[Start of section]

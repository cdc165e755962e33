//! Explicit reactive dependency graph.
//!
//! Each [`Callback`] names the properties it reads and the properties it
//! writes. The graph is ordered topologically once at registration; a
//! dispatch walks that order, running every callback that has a changed
//! input and marking its outputs as changed for the callbacks downstream.

use std::collections::{HashMap, HashSet, VecDeque};
use std::fmt;
use std::str::FromStr;

use indexmap::IndexMap;
use serde::{Deserialize, Serialize};

use crate::chart::ChartSpec;
use crate::data::model::CovidData;
use crate::error::{DashboardError, Result};
use crate::layout::DropdownOption;
use crate::state::SelectionState;

// ---------------------------------------------------------------------------
// Properties
// ---------------------------------------------------------------------------

/// A `<component>.<property>` the client and the callbacks exchange.
#[derive(Debug, Clone, Copy, PartialEq, Eq, Hash, Serialize, Deserialize)]
pub enum Prop {
    #[serde(rename = "x_feature_dd.value")]
    XFeature,
    #[serde(rename = "y_feature_dd.value")]
    YFeature,
    #[serde(rename = "feature_dd.value")]
    PlotFeature,
    #[serde(rename = "filter_feat_dd.value")]
    FilterFeature,
    #[serde(rename = "filter_val_dd.options")]
    FilterValueOptions,
    #[serde(rename = "filter_val_dd.value")]
    FilterValues,
    #[serde(rename = "xy_fig.figure")]
    XyFigure,
    #[serde(rename = "timeline_fig.figure")]
    TimelineFigure,
}

impl Prop {
    pub const ALL: [Prop; 8] = [
        Prop::XFeature,
        Prop::YFeature,
        Prop::PlotFeature,
        Prop::FilterFeature,
        Prop::FilterValueOptions,
        Prop::FilterValues,
        Prop::XyFigure,
        Prop::TimelineFigure,
    ];

    pub fn id(self) -> &'static str {
        match self {
            Prop::XFeature => "x_feature_dd.value",
            Prop::YFeature => "y_feature_dd.value",
            Prop::PlotFeature => "feature_dd.value",
            Prop::FilterFeature => "filter_feat_dd.value",
            Prop::FilterValueOptions => "filter_val_dd.options",
            Prop::FilterValues => "filter_val_dd.value",
            Prop::XyFigure => "xy_fig.figure",
            Prop::TimelineFigure => "timeline_fig.figure",
        }
    }

    /// The component half of the id.
    pub fn component(self) -> &'static str {
        let id = self.id();
        id.split_once('.').map(|(c, _)| c).unwrap_or(id)
    }
}

impl FromStr for Prop {
    type Err = DashboardError;

    fn from_str(id: &str) -> Result<Self> {
        Prop::ALL
            .into_iter()
            .find(|p| p.id() == id)
            .ok_or_else(|| DashboardError::UnknownProperty(id.to_string()))
    }
}

impl fmt::Display for Prop {
    fn fmt(&self, f: &mut fmt::Formatter<'_>) -> fmt::Result {
        f.write_str(self.id())
    }
}

/// A value a callback writes into a property.
#[derive(Debug, Clone, PartialEq, Serialize)]
#[serde(untagged)]
pub enum PropValue {
    Figure(ChartSpec),
    Options(Vec<DropdownOption>),
    Value(Option<String>),
    Values(Vec<String>),
}

impl PropValue {
    fn kind(&self) -> &'static str {
        match self {
            PropValue::Figure(_) => "figure",
            PropValue::Options(_) => "options",
            PropValue::Value(_) => "single value",
            PropValue::Values(_) => "multi value",
        }
    }
}

/// Store a selection-valued output back into the session's state.
/// Figures and option lists are not part of the selection and pass through.
fn write_back(state: &mut SelectionState, prop: Prop, value: &PropValue) -> Result<()> {
    let mismatch = || DashboardError::PropValueMismatch {
        prop: prop.to_string(),
        kind: value.kind(),
    };
    match (prop, value) {
        (Prop::XFeature, PropValue::Value(v)) => state.x_feature = v.clone(),
        (Prop::YFeature, PropValue::Value(v)) => state.y_feature = v.clone(),
        (Prop::PlotFeature, PropValue::Value(v)) => state.plot_feature = v.clone(),
        (Prop::FilterFeature, PropValue::Value(v)) => state.filter_feature = v.clone(),
        (Prop::FilterValues, PropValue::Values(v)) => state.filter_values = v.clone(),
        (Prop::XyFigure | Prop::TimelineFigure, PropValue::Figure(_)) => {}
        (Prop::FilterValueOptions, PropValue::Options(_)) => {}
        _ => return Err(mismatch()),
    }
    Ok(())
}

// ---------------------------------------------------------------------------
// Callbacks
// ---------------------------------------------------------------------------

/// A pure recompute function of the loaded tables and the current selection.
pub type CallbackFn = fn(&CovidData, &SelectionState) -> Result<Vec<PropValue>>;

pub struct Callback {
    pub name: &'static str,
    pub inputs: Vec<Prop>,
    pub outputs: Vec<Prop>,
    func: CallbackFn,
}

impl Callback {
    pub fn new(name: &'static str, inputs: Vec<Prop>, outputs: Vec<Prop>, func: CallbackFn) -> Self {
        Callback {
            name,
            inputs,
            outputs,
            func,
        }
    }
}

impl fmt::Debug for Callback {
    fn fmt(&self, f: &mut fmt::Formatter<'_>) -> fmt::Result {
        f.debug_struct("Callback")
            .field("name", &self.name)
            .field("inputs", &self.inputs)
            .field("outputs", &self.outputs)
            .finish()
    }
}

/// Result of a dispatch: the updated selection and every property written.
#[derive(Debug, Clone, PartialEq, Serialize)]
pub struct Update {
    pub state: SelectionState,
    pub outputs: IndexMap<Prop, PropValue>,
}

// ---------------------------------------------------------------------------
// Graph
// ---------------------------------------------------------------------------

#[derive(Debug)]
pub struct CallbackGraph {
    /// Topologically ordered.
    callbacks: Vec<Callback>,
}

impl CallbackGraph {
    /// Register callbacks. Rejects a property written by two callbacks and
    /// dependency cycles.
    pub fn new(callbacks: Vec<Callback>) -> Result<Self> {
        let mut producer: HashMap<Prop, usize> = HashMap::new();
        for (i, cb) in callbacks.iter().enumerate() {
            for &out in &cb.outputs {
                if producer.insert(out, i).is_some() {
                    return Err(DashboardError::DuplicateOutput(out.to_string()));
                }
            }
        }

        // Edge i -> j when callback j reads something callback i writes.
        let mut downstream: Vec<Vec<usize>> = vec![Vec::new(); callbacks.len()];
        let mut indegree = vec![0usize; callbacks.len()];
        for (j, cb) in callbacks.iter().enumerate() {
            let upstream: HashSet<usize> = cb
                .inputs
                .iter()
                .filter_map(|p| producer.get(p).copied())
                .collect();
            for i in upstream {
                downstream[i].push(j);
                indegree[j] += 1;
            }
        }

        let mut ready: VecDeque<usize> = (0..callbacks.len()).filter(|&i| indegree[i] == 0).collect();
        let mut order = Vec::with_capacity(callbacks.len());
        while let Some(i) = ready.pop_front() {
            order.push(i);
            for &j in &downstream[i] {
                indegree[j] -= 1;
                if indegree[j] == 0 {
                    ready.push_back(j);
                }
            }
        }

        if order.len() < callbacks.len() {
            let stuck = indegree
                .iter()
                .enumerate()
                .filter(|(_, d)| **d > 0)
                .map(|(i, _)| callbacks[i].name.to_string())
                .collect();
            return Err(DashboardError::CallbackCycle(stuck));
        }

        let mut slots: Vec<Option<Callback>> = callbacks.into_iter().map(Some).collect();
        let callbacks = order.into_iter().filter_map(|i| slots[i].take()).collect();
        Ok(CallbackGraph { callbacks })
    }

    /// Callbacks in evaluation order.
    pub fn callbacks(&self) -> &[Callback] {
        &self.callbacks
    }

    /// Run every callback affected by `changed`, in dependency order.
    pub fn dispatch(
        &self,
        data: &CovidData,
        mut state: SelectionState,
        changed: &[Prop],
    ) -> Result<Update> {
        let mut dirty: HashSet<Prop> = changed.iter().copied().collect();
        let mut outputs = IndexMap::new();

        for cb in &self.callbacks {
            if !cb.inputs.iter().any(|p| dirty.contains(p)) {
                continue;
            }
            log::debug!("running callback '{}'", cb.name);
            let values = (cb.func)(data, &state)?;
            if values.len() != cb.outputs.len() {
                return Err(DashboardError::OutputArity {
                    callback: cb.name.to_string(),
                    expected: cb.outputs.len(),
                    found: values.len(),
                });
            }
            for (&prop, value) in cb.outputs.iter().zip(values) {
                write_back(&mut state, prop, &value)?;
                dirty.insert(prop);
                outputs.insert(prop, value);
            }
        }

        Ok(Update { state, outputs })
    }

    /// First render: every input counts as changed, so every callback fires.
    pub fn initial(&self, data: &CovidData, state: SelectionState) -> Result<Update> {
        let all_inputs: Vec<Prop> = self
            .callbacks
            .iter()
            .flat_map(|cb| cb.inputs.iter().copied())
            .collect();
        self.dispatch(data, state, &all_inputs)
    }
}

#[cfg(test)]
mod tests {
    use super::*;
    use crate::data::model::Table;

    fn empty_data() -> CovidData {
        CovidData {
            historical: Table::from_columns("historical", vec![]).unwrap(),
            latest: Table::from_columns("latest", vec![]).unwrap(),
        }
    }

    fn pick_first_value(_: &CovidData, s: &SelectionState) -> Result<Vec<PropValue>> {
        let first = s.filter_feature.clone().into_iter().collect();
        Ok(vec![PropValue::Values(first)])
    }

    fn echo_values(_: &CovidData, s: &SelectionState) -> Result<Vec<PropValue>> {
        Ok(vec![PropValue::Value(s.filter_values.first().cloned())])
    }

    fn nothing(_: &CovidData, _: &SelectionState) -> Result<Vec<PropValue>> {
        Ok(Vec::new())
    }

    #[test]
    fn prop_ids_round_trip_through_serde() {
        let json = serde_json::to_string(&Prop::FilterValueOptions).unwrap();
        assert_eq!(json, r#""filter_val_dd.options""#);
        let prop: Prop = serde_json::from_str(r#""feature_dd.value""#).unwrap();
        assert_eq!(prop, Prop::PlotFeature);
        assert_eq!(Prop::XyFigure.component(), "xy_fig");
    }

    #[test]
    fn prop_ids_parse_back_and_unknown_ids_fail() {
        for prop in Prop::ALL {
            assert_eq!(prop.id().parse::<Prop>().unwrap(), prop);
        }
        assert!(matches!(
            "nope.value".parse::<Prop>(),
            Err(DashboardError::UnknownProperty(id)) if id == "nope.value"
        ));
    }

    #[test]
    fn registration_orders_upstream_first() {
        // Registered downstream-first on purpose.
        let graph = CallbackGraph::new(vec![
            Callback::new("echo", vec![Prop::FilterValues], vec![Prop::PlotFeature], echo_values),
            Callback::new("pick", vec![Prop::FilterFeature], vec![Prop::FilterValues], pick_first_value),
        ])
        .unwrap();
        let names: Vec<&str> = graph.callbacks().iter().map(|c| c.name).collect();
        assert_eq!(names, vec!["pick", "echo"]);
    }

    #[test]
    fn duplicate_outputs_are_rejected() {
        let err = CallbackGraph::new(vec![
            Callback::new("a", vec![Prop::XFeature], vec![Prop::FilterValues], pick_first_value),
            Callback::new("b", vec![Prop::YFeature], vec![Prop::FilterValues], pick_first_value),
        ])
        .unwrap_err();
        assert!(matches!(err, DashboardError::DuplicateOutput(_)));
    }

    #[test]
    fn cycles_are_rejected() {
        let err = CallbackGraph::new(vec![
            Callback::new("a", vec![Prop::FilterFeature], vec![Prop::FilterValues], pick_first_value),
            Callback::new("b", vec![Prop::FilterValues], vec![Prop::FilterFeature], echo_values),
        ])
        .unwrap_err();
        assert!(matches!(err, DashboardError::CallbackCycle(ref names) if names.len() == 2));
    }

    #[test]
    fn dispatch_propagates_downstream_and_writes_back() {
        let graph = CallbackGraph::new(vec![
            Callback::new("pick", vec![Prop::FilterFeature], vec![Prop::FilterValues], pick_first_value),
            Callback::new("echo", vec![Prop::FilterValues], vec![Prop::PlotFeature], echo_values),
        ])
        .unwrap();
        let state = SelectionState {
            filter_feature: Some("continent".into()),
            ..Default::default()
        };

        let update = graph.dispatch(&empty_data(), state, &[Prop::FilterFeature]).unwrap();
        assert_eq!(update.state.filter_values, vec!["continent".to_string()]);
        assert_eq!(update.state.plot_feature.as_deref(), Some("continent"));
        let written: Vec<Prop> = update.outputs.keys().copied().collect();
        assert_eq!(written, vec![Prop::FilterValues, Prop::PlotFeature]);
    }

    #[test]
    fn unrelated_changes_run_nothing() {
        let graph = CallbackGraph::new(vec![Callback::new(
            "pick",
            vec![Prop::FilterFeature],
            vec![Prop::FilterValues],
            pick_first_value,
        )])
        .unwrap();
        let update = graph
            .dispatch(&empty_data(), SelectionState::default(), &[Prop::XFeature])
            .unwrap();
        assert!(update.outputs.is_empty());
    }

    #[test]
    fn wrong_output_count_is_an_error() {
        let graph = CallbackGraph::new(vec![Callback::new(
            "nothing",
            vec![Prop::XFeature],
            vec![Prop::XyFigure],
            nothing,
        )])
        .unwrap();
        let err = graph.initial(&empty_data(), SelectionState::default()).unwrap_err();
        assert!(matches!(err, DashboardError::OutputArity { expected: 1, found: 0, .. }));
    }

    #[test]
    fn mismatched_value_kind_is_an_error() {
        let graph = CallbackGraph::new(vec![Callback::new(
            "echo",
            vec![Prop::XFeature],
            vec![Prop::FilterValues],
            echo_values,
        )])
        .unwrap();
        let err = graph
            .dispatch(&empty_data(), SelectionState::default(), &[Prop::XFeature])
            .unwrap_err();
        assert!(matches!(err, DashboardError::PropValueMismatch { .. }));
    }
}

[End of section]

## Task instructions
The word "TimelineFigure" may occur in lines of the records. Report how many such lines there are, giving only the number.

## Solution
4